> _Task requirements_
Among the lines below, tally those that contain "PartialEq" and respond with the total only.

Collected data:
=-=-=-=-=

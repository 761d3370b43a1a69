//! SLK Batch - Georeferencing Many Road Ranges in One Request
//!
//! Rows of a spreadsheet each describe a stretch of road by road number, SLK range,
//! carriageway and offset. This crate packs every row into a compact binary request,
//! posts it to the georeferencing service, and turns the JSON reply back into one
//! geometry per row.
//!
//! # Architecture
//!
//! - **[`LinearReferenceQuery`]**: One row, normalised into an [`EncodedQuery`] for the wire
//! - **[`codec`]**: Binary request records and JSON response decoding
//! - **[`Transport`]**: The HTTP seam; [`HttpTransport`] is the reqwest implementation
//! - **[`BatchClient`]**: Single-flight fetches. Starting a request cancels the previous
//!   one, and request ids taken from a [`Clock`] reject responses that arrive late
//! - **[`FetchState`]**: What a caller should display after each fetch
//! - **[`join_rows`]**: Pairs results back up with rows and explains the ones that failed

pub mod codec;
mod client;
mod collection;
mod config;
mod query;
mod rows;
mod state;
mod transport;

// Public API exports
pub use client::{BatchClient, Clock, SystemClock};
pub use codec::EncodeError;
pub use collection::GeoFeatureCollection;
pub use config::ClientConfig;
pub use query::{Carriageway, EncodedQuery, LinearReferenceQuery};
pub use rows::{MappedRow, NonMappableReason, NonMappableRow, RowJoin, join_rows};
pub use state::FetchState;
pub use transport::{
    BoxError, HttpTransport, Transport, TransportError, TransportRequest, TransportResponse,
};

/// How a caller should react to a [`BatchError`]
#[derive(Debug, Clone, Copy, PartialEq, Eq)]
pub enum Severity {
    /// Superseded or cancelled; a newer request will report instead
    Transient,
    /// Should be shown to the user
    Terminal,
}

/// Error types for batch requests
#[derive(Debug, thiserror::Error)]
pub enum BatchError {
    #[error("Could not encode query {index}: {source}")]
    BinaryEncoding {
        index: usize,
        #[source]
        source: EncodeError,
    },

    #[error("Request failed: {0}")]
    Fetch(#[source] BoxError),

    #[error("Request was aborted")]
    Aborted,

    #[error("Server responded {status} {reason}")]
    Response { status: u16, reason: String },

    #[error("Could not parse response: {0}")]
    JsonDeserialize(#[from] serde_json::Error),

    #[error("Request {request_id} is older than request {latest}")]
    OutdatedBeforeFetch { request_id: u64, latest: u64 },

    #[error("Response to request {request_id} arrived after request {latest} started")]
    OutdatedAfterFetch { request_id: u64, latest: u64 },

    #[error("Sent request id {sent} but the response echoed {received:?}")]
    RequestIdMismatch { sent: u64, received: String },
}

impl BatchError {
    pub fn severity(&self) -> Severity {
        match self {
            BatchError::Aborted | BatchError::OutdatedAfterFetch { .. } => Severity::Transient,
            BatchError::BinaryEncoding { .. }
            | BatchError::Fetch(_)
            | BatchError::Response { .. }
            | BatchError::JsonDeserialize(_)
            | BatchError::OutdatedBeforeFetch { .. }
            | BatchError::RequestIdMismatch { .. } => Severity::Terminal,
        }
    }

    pub fn is_transient(&self) -> bool {
        self.severity() == Severity::Transient
    }
}

pub type Result<T> = std::result::Result<T, BatchError>;
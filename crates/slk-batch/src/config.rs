//! Client configuration

use serde::{Deserialize, Serialize};
use std::time::Duration;

/// Batch endpoint of the public georeferencing service
pub const DEFAULT_ENDPOINT: &str = "https://linref.thehappycheese.com/batch/";

/// Header carrying the request id to the server and back
pub const DEFAULT_REQUEST_ID_HEADER: &str = "x-request-id";

/// Settings for [`crate::HttpTransport`]
#[derive(Debug, Clone, PartialEq, Eq, Serialize, Deserialize)]
#[serde(default)]
pub struct ClientConfig {
    pub endpoint: String,
    pub request_id_header: String,
    /// Whole-request timeout; `None` waits until cancelled
    pub timeout_secs: Option<u64>,
    pub user_agent: String,
}

impl Default for ClientConfig {
    fn default() -> Self {
        Self {
            endpoint: DEFAULT_ENDPOINT.to_string(),
            request_id_header: DEFAULT_REQUEST_ID_HEADER.to_string(),
            timeout_secs: None,
            user_agent: concat!(env!("CARGO_PKG_NAME"), "/", env!("CARGO_PKG_VERSION")).to_string(),
        }
    }
}

impl ClientConfig {
    pub fn with_endpoint(mut self, endpoint: impl Into<String>) -> Self {
        self.endpoint = endpoint.into();
        self
    }

    pub fn timeout(&self) -> Option<Duration> {
        self.timeout_secs.map(Duration::from_secs)
    }
}
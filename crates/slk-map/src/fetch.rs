//! `slk-map fetch`: batch georeferencing from a JSON file

use crate::cli::FetchArgs;
use anyhow::Context;
use slk_batch::{
    BatchClient, FetchState, GeoFeatureCollection, LinearReferenceQuery, MappedRow, RowJoin,
    join_rows,
};
use slk_geom::MeasuredPolyline;
use std::path::Path;

pub async fn run(args: &FetchArgs) -> anyhow::Result<()> {
    let text = tokio::fs::read_to_string(&args.input)
        .await
        .with_context(|| format!("Failed to read {}", args.input.display()))?;
    let queries = parse_queries(&text)
        .with_context(|| format!("Failed to parse queries in {}", args.input.display()))?;

    let config = args.client_config();
    tracing::info!(
        queries = queries.len(),
        endpoint = %config.endpoint,
        "Fetching batch"
    );
    let client = BatchClient::from_config(&config)
        .map_err(|e| anyhow::anyhow!("Failed to create HTTP client: {e}"))?;

    let result = client.fetch(&queries, args.offset_multiplier).await;
    let state = FetchState::resolve(&FetchState::Pending, &result);
    tracing::info!(%state, "Fetch finished");
    let collection = result?;

    report(&join_rows(&queries, &collection));

    let json = render_geojson(&collection)?;
    match &args.output {
        Some(path) => write_file(path, &json).await?,
        None => println!("{json}"),
    }
    Ok(())
}

pub fn parse_queries(text: &str) -> anyhow::Result<Vec<LinearReferenceQuery>> {
    Ok(serde_json::from_str(text)?)
}

pub fn render_geojson(collection: &GeoFeatureCollection) -> anyhow::Result<String> {
    Ok(serde_json::to_string_pretty(&collection.to_geojson())?)
}

/// Total length of a row's geometry in map units
pub fn mapped_length(row: &MappedRow) -> f64 {
    row.geometry
        .0
        .iter()
        .map(|part| MeasuredPolyline::from_line_string(part).magnitude())
        .sum()
}

fn report(join: &RowJoin) {
    for row in &join.non_mappable {
        tracing::warn!(
            row = row.row_number,
            road = %row.query.road,
            slk_from = row.query.slk_from,
            slk_to = row.query.slk_to,
            cwy = %row.query.carriageway,
            reason = %row.reason,
            "Row could not be mapped"
        );
    }

    let total_length: f64 = join.mapped.iter().map(mapped_length).sum();
    tracing::info!(
        mapped = join.mapped.len(),
        non_mappable = join.non_mappable.len(),
        total_length,
        "Rows joined"
    );
}

async fn write_file(path: &Path, contents: &str) -> anyhow::Result<()> {
    tokio::fs::write(path, contents)
        .await
        .with_context(|| format!("Failed to write {}", path.display()))?;
    tracing::info!(path = %path.display(), "GeoJSON written");
    Ok(())
}
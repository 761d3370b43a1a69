//! The HTTP seam between [`crate::BatchClient`] and the network

use crate::config::ClientConfig;
use reqwest::header::{CONTENT_TYPE, HeaderName, HeaderValue, USER_AGENT};
use std::future::Future;
use tokio_util::sync::CancellationToken;

pub type BoxError = Box<dyn std::error::Error + Send + Sync + 'static>;

/// An encoded batch, tagged with its request id
#[derive(Debug, Clone)]
pub struct TransportRequest {
    pub request_id: u64,
    pub body: Vec<u8>,
}

/// What came back, before any interpretation
#[derive(Debug, Clone, Default)]
pub struct TransportResponse {
    pub status: u16,
    pub reason: String,
    /// The request id header, if the server echoed one
    pub request_id: Option<String>,
    pub body: Vec<u8>,
}

impl TransportResponse {
    pub fn ok(request_id: Option<String>, body: impl Into<Vec<u8>>) -> Self {
        Self {
            status: 200,
            reason: "OK".to_string(),
            request_id,
            body: body.into(),
        }
    }

    pub fn is_success(&self) -> bool {
        (200..300).contains(&self.status)
    }
}

#[derive(Debug, thiserror::Error)]
pub enum TransportError {
    #[error("cancelled")]
    Cancelled,

    #[error(transparent)]
    Network(BoxError),
}

/// Posts one encoded batch
///
/// Implementations should return [`TransportError::Cancelled`] promptly once `cancel`
/// fires. The client treats a cancelled request as aborted whatever is returned.
pub trait Transport: Send + Sync {
    fn post(
        &self,
        request: TransportRequest,
        cancel: CancellationToken,
    ) -> impl Future<Output = Result<TransportResponse, TransportError>> + Send;
}

/// [`Transport`] over reqwest
#[derive(Debug, Clone)]
pub struct HttpTransport {
    client: reqwest::Client,
    endpoint: String,
    request_id_header: HeaderName,
}

impl HttpTransport {
    pub fn new(config: &ClientConfig) -> Result<Self, BoxError> {
        let mut builder = reqwest::Client::builder().user_agent(config.user_agent.as_str());
        if let Some(timeout) = config.timeout() {
            builder = builder.timeout(timeout);
        }

        Ok(Self {
            client: builder.build()?,
            endpoint: config.endpoint.clone(),
            request_id_header: HeaderName::try_from(config.request_id_header.as_str())?,
        })
    }

    pub fn endpoint(&self) -> &str {
        &self.endpoint
    }

    async fn exchange(
        &self,
        request: TransportRequest,
    ) -> Result<TransportResponse, reqwest::Error> {
        let response = self
            .client
            .post(&self.endpoint)
            .header(&self.request_id_header, HeaderValue::from(request.request_id))
            .header(CONTENT_TYPE, "application/octet-stream")
            .body(request.body)
            .send()
            .await?;

        let status = response.status();
        let request_id = response
            .headers()
            .get(&self.request_id_header)
            .and_then(|value| value.to_str().ok())
            .map(str::to_owned);
        let body = response.bytes().await?;

        Ok(TransportResponse {
            status: status.as_u16(),
            reason: status.canonical_reason().unwrap_or_default().to_string(),
            request_id,
            body: body.to_vec(),
        })
    }
}

impl Transport for HttpTransport {
    async fn post(
        &self,
        request: TransportRequest,
        cancel: CancellationToken,
    ) -> Result<TransportResponse, TransportError> {
        tracing::trace!(
            request_id = request.request_id,
            endpoint = %self.endpoint,
            bytes = request.body.len(),
            "POST batch"
        );

        tokio::select! {
            biased;
            _ = cancel.cancelled() => Err(TransportError::Cancelled),
            result = self.exchange(request) => {
                result.map_err(|e| TransportError::Network(Box::new(e)))
            }
        }
    }
}
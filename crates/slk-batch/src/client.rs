//! Single-flight batch client with request-id staleness checks

use crate::codec;
use crate::collection::GeoFeatureCollection;
use crate::config::ClientConfig;
use crate::query::LinearReferenceQuery;
use crate::transport::{BoxError, HttpTransport, Transport, TransportError, TransportRequest};
use crate::{BatchError, Result};
use std::sync::{Mutex, MutexGuard, PoisonError};
use std::time::{SystemTime, UNIX_EPOCH};
use tokio_util::sync::CancellationToken;

/// Source of request ids
///
/// Ids are millisecond timestamps, so a later request always carries an id at least as
/// large as an earlier one unless the clock steps backwards.
pub trait Clock: Send + Sync {
    fn now_ms(&self) -> u64;
}

/// Wall clock in milliseconds since the Unix epoch
#[derive(Debug, Clone, Copy, Default)]
pub struct SystemClock;

impl Clock for SystemClock {
    fn now_ms(&self) -> u64 {
        SystemTime::now()
            .duration_since(UNIX_EPOCH)
            .map(|elapsed| elapsed.as_millis() as u64)
            .unwrap_or(0)
    }
}

struct InFlight {
    sequence: u64,
    request_id: u64,
    cancel: CancellationToken,
}

#[derive(Default)]
struct ClientState {
    latest_request_id: u64,
    next_sequence: u64,
    in_flight: Option<InFlight>,
}

/// Posts batches one at a time, newest wins
///
/// Starting a fetch cancels whichever fetch is still in flight, and a response is only
/// delivered if it belongs to the newest request. State is per instance, so separate
/// clients never interfere.
pub struct BatchClient<T = HttpTransport, C = SystemClock> {
    transport: T,
    clock: C,
    state: Mutex<ClientState>,
}

impl BatchClient<HttpTransport, SystemClock> {
    pub fn from_config(config: &ClientConfig) -> std::result::Result<Self, BoxError> {
        Ok(Self::new(HttpTransport::new(config)?, SystemClock))
    }
}
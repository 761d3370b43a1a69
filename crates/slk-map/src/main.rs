mod cli;
mod fetch;
mod logging;
mod ticks;

use clap::Parser;
use cli::{Cli, Command};

fn main() -> anyhow::Result<()> {
    let cli = Cli::parse();

    logging::setup_logging();
    tracing::info!("{} {}", env!("CARGO_PKG_NAME"), env!("CARGO_PKG_VERSION"));

    match &cli.command {
        Command::Ticks(args) => ticks::run(args),
        Command::Fetch(args) => {
            let rt = tokio::runtime::Builder::new_multi_thread()
                .enable_all()
                .build()?;
            rt.block_on(fetch::run(args))
        }
    }
}
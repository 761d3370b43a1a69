//! Display state of the latest fetch

use crate::{BatchError, Result};
use std::fmt;

/// What a caller should show for its most recent fetch
#[derive(Debug, Clone, Default, PartialEq, Eq)]
pub enum FetchState {
    #[default]
    Idle,
    Pending,
    /// Nothing to send yet, e.g. a required column is not mapped
    MissingInput { reason: String },
    Success,
    Failed { reason: String },
}

impl FetchState {
    /// State after a fetch resolves
    ///
    /// Aborted fetches were superseded, so the newer request is still pending. Late
    /// results keep whatever `previous` was showing. A request id mismatch is reported
    /// as a server error without exposing the ids.
    pub fn resolve<T>(previous: &FetchState, result: &Result<T>) -> FetchState {
        match result {
            Ok(_) => FetchState::Success,
            Err(BatchError::Aborted) => FetchState::Pending,
            Err(BatchError::OutdatedAfterFetch { request_id, latest }) => {
                tracing::debug!(request_id, latest, "Ignoring late response");
                previous.clone()
            }
            Err(err @ BatchError::RequestIdMismatch { .. }) => {
                tracing::error!(error = %err, "Server returned a response for another request");
                FetchState::Failed {
                    reason: "Server Error".to_string(),
                }
            }
            Err(err) => FetchState::Failed {
                reason: err.to_string(),
            },
        }
    }

    pub fn missing_input(reason: impl Into<String>) -> Self {
        FetchState::MissingInput {
            reason: reason.into(),
        }
    }

    pub fn is_pending(&self) -> bool {
        matches!(self, FetchState::Pending)
    }

    pub fn is_failed(&self) -> bool {
        matches!(self, FetchState::Failed { .. })
    }
}

impl fmt::Display for FetchState {
    fn fmt(&self, f: &mut fmt::Formatter<'_>) -> fmt::Result {
        match self {
            FetchState::Idle => f.write_str("Idle"),
            FetchState::Pending => f.write_str("Pending"),
            FetchState::MissingInput { reason } => write!(f, "Missing input: {reason}"),
            FetchState::Success => f.write_str("Success"),
            FetchState::Failed { reason } => write!(f, "Failed: {reason}"),
        }
    }
}
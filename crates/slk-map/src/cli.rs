use clap::{Args, Parser, Subcommand, ValueEnum};
use slk_batch::ClientConfig;
use slk_geom::CarriagewaySide;
use std::path::PathBuf;

/// Environment variable consulted when `--endpoint` is not given
pub const ENDPOINT_ENV: &str = "SLK_MAP_ENDPOINT";

/// Generic function to get environment variable, parsing it to the desired type.
pub fn get_env<T: std::str::FromStr>(key: &str) -> Option<T> {
    std::env::var(key).ok().and_then(|s| s.parse().ok())
}

#[derive(Parser, Debug, Clone)]
#[clap(author, version, about, long_about = None)]
/// SLK Map - Georeference road ranges by straight line kilometre and lay out SLK tick marks
pub struct Cli {
    #[clap(subcommand)]
    pub command: Command,
}

#[derive(Subcommand, Debug, Clone)]
pub enum Command {
    /// Georeference a JSON list of queries in one batch request and print GeoJSON
    Fetch(FetchArgs),
    /// Place SLK tick marks along a pixel-space polyline and print them as JSON
    Ticks(TickArgs),
}

#[derive(Args, Debug, Clone)]
pub struct FetchArgs {
    /// JSON array of {road, slk_from, slk_to, offset?, cwy?} objects
    #[clap(short, long, value_name = "FILE")]
    pub input: PathBuf,

    /// Batch endpoint URL [default: $SLK_MAP_ENDPOINT, then the public service]
    #[clap(long)]
    pub endpoint: Option<String>,

    /// Multiplier applied to every query offset (e.g. -1 to flip sides)
    #[clap(long, default_value = "1.0", allow_negative_numbers = true)]
    pub offset_multiplier: f64,

    /// Give up on the request after this many seconds
    #[clap(long)]
    pub timeout_secs: Option<u64>,

    /// Write GeoJSON here instead of stdout
    #[clap(short, long, value_name = "FILE")]
    pub output: Option<PathBuf>,
}

impl FetchArgs {
    pub fn client_config(&self) -> ClientConfig {
        let mut config = ClientConfig::default();
        if let Some(endpoint) = self
            .endpoint
            .clone()
            .or_else(|| get_env::<String>(ENDPOINT_ENV))
        {
            config.endpoint = endpoint;
        }
        config.timeout_secs = self.timeout_secs;
        config
    }
}

#[derive(Args, Debug, Clone)]
pub struct TickArgs {
    /// JSON array of [x, y] pixel coordinates
    #[clap(short, long, value_name = "FILE")]
    pub input: PathBuf,

    /// SLK at the first point of the polyline
    #[clap(long, allow_negative_numbers = true)]
    pub slk_from: f64,

    /// SLK at the last point of the polyline
    #[clap(long, allow_negative_numbers = true)]
    pub slk_to: f64,

    /// Map units per pixel; selects the tick spacing
    #[clap(short, long, default_value = "1.0")]
    pub resolution: f64,

    /// Canvas width in pixels; ticks outside the canvas are dropped
    #[clap(long)]
    pub width: Option<f64>,

    /// Canvas height in pixels
    #[clap(long)]
    pub height: Option<f64>,

    /// Carriageway the line belongs to; right carriageways get no labels
    #[clap(long, value_enum)]
    pub carriageway: Option<SideArg>,

    /// Offset the polyline this many pixels to the left before placing ticks
    #[clap(long, default_value = "0.0", allow_negative_numbers = true)]
    pub offset_px: f64,

    /// Write JSON here instead of stdout
    #[clap(short, long, value_name = "FILE")]
    pub output: Option<PathBuf>,
}

#[derive(ValueEnum, Debug, Clone, Copy, PartialEq, Eq)]
pub enum SideArg {
    Left,
    Right,
    Single,
}

impl From<SideArg> for CarriagewaySide {
    fn from(side: SideArg) -> Self {
        match side {
            SideArg::Left => CarriagewaySide::Left,
            SideArg::Right => CarriagewaySide::Right,
            SideArg::Single => CarriagewaySide::Single,
        }
    }
}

=-=-=-=-=

> _Task output_
4